EXERCISE: Please retype, character for character, the portion of the entries below that runs from the line containing "Restores the random" to the last line.

TASK INPUTS:
--------------------------------------------------

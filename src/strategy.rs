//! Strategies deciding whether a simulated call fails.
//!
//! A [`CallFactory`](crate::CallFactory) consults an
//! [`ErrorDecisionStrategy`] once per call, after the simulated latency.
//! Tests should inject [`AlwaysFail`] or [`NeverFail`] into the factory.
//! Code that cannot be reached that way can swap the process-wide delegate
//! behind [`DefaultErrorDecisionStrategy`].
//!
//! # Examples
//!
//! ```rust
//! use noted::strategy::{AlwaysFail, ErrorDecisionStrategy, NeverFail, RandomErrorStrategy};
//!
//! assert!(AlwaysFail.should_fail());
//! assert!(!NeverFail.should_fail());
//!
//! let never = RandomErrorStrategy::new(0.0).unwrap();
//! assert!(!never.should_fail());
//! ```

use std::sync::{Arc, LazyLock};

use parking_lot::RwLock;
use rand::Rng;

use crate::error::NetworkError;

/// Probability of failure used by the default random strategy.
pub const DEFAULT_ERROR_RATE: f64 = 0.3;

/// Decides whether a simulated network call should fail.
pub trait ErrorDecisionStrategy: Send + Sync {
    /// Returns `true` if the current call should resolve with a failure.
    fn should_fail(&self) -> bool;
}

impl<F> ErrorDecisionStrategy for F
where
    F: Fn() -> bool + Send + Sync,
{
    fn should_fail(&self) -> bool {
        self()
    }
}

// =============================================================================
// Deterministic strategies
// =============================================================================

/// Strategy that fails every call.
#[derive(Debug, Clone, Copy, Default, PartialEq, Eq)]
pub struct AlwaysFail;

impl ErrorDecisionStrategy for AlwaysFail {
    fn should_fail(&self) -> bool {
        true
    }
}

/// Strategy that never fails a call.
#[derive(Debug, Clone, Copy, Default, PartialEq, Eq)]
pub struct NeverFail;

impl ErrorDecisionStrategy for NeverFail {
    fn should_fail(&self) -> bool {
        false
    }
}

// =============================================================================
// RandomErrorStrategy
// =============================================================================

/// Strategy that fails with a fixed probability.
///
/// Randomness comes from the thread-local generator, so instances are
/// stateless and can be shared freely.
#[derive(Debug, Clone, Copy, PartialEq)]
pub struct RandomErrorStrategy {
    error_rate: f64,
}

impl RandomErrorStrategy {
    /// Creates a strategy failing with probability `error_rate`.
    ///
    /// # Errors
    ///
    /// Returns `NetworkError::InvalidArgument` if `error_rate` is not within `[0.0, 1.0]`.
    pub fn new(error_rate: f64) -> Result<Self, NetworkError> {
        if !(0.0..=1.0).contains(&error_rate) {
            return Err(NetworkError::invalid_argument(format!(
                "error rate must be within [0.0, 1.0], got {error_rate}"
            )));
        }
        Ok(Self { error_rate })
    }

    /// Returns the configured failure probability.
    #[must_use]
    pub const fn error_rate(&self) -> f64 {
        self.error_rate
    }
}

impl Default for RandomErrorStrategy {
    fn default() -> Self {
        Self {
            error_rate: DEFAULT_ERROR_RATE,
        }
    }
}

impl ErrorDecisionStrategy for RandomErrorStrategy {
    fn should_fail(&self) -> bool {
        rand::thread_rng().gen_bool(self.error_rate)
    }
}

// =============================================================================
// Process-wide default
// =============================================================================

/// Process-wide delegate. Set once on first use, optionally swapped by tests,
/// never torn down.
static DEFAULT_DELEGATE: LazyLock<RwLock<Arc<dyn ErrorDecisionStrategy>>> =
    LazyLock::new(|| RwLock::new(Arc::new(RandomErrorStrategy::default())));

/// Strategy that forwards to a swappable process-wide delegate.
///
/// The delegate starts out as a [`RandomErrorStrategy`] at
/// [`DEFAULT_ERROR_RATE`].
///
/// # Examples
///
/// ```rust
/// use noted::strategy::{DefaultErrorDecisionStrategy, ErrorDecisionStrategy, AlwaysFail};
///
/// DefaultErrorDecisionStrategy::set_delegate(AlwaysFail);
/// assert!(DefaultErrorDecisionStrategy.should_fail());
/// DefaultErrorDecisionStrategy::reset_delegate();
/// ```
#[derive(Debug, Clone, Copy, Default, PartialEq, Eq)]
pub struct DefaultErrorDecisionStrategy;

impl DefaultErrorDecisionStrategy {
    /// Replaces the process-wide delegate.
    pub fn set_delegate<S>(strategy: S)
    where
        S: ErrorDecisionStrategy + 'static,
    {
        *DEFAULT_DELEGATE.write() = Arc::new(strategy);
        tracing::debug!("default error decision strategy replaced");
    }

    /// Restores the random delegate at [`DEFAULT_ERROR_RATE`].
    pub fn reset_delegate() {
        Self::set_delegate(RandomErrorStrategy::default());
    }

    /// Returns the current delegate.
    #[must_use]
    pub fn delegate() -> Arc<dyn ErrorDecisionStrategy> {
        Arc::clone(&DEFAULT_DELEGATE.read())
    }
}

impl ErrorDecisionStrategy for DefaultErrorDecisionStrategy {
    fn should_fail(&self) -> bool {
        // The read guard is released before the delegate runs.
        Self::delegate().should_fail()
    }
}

--------------------------------------------------

EXERCISE RESULT:
    /// Restores the random delegate at [`DEFAULT_ERROR_RATE`].
    pub fn reset_delegate() {
        Self::set_delegate(RandomErrorStrategy::default());
    }

    /// Returns the current delegate.
    #[must_use]
    pub fn delegate() -> Arc<dyn ErrorDecisionStrategy> {
        Arc::clone(&DEFAULT_DELEGATE.read())
    }
}

impl ErrorDecisionStrategy for DefaultErrorDecisionStrategy {
    fn should_fail(&self) -> bool {
        // The read guard is released before the delegate runs.
        Self::delegate().should_fail()
    }
}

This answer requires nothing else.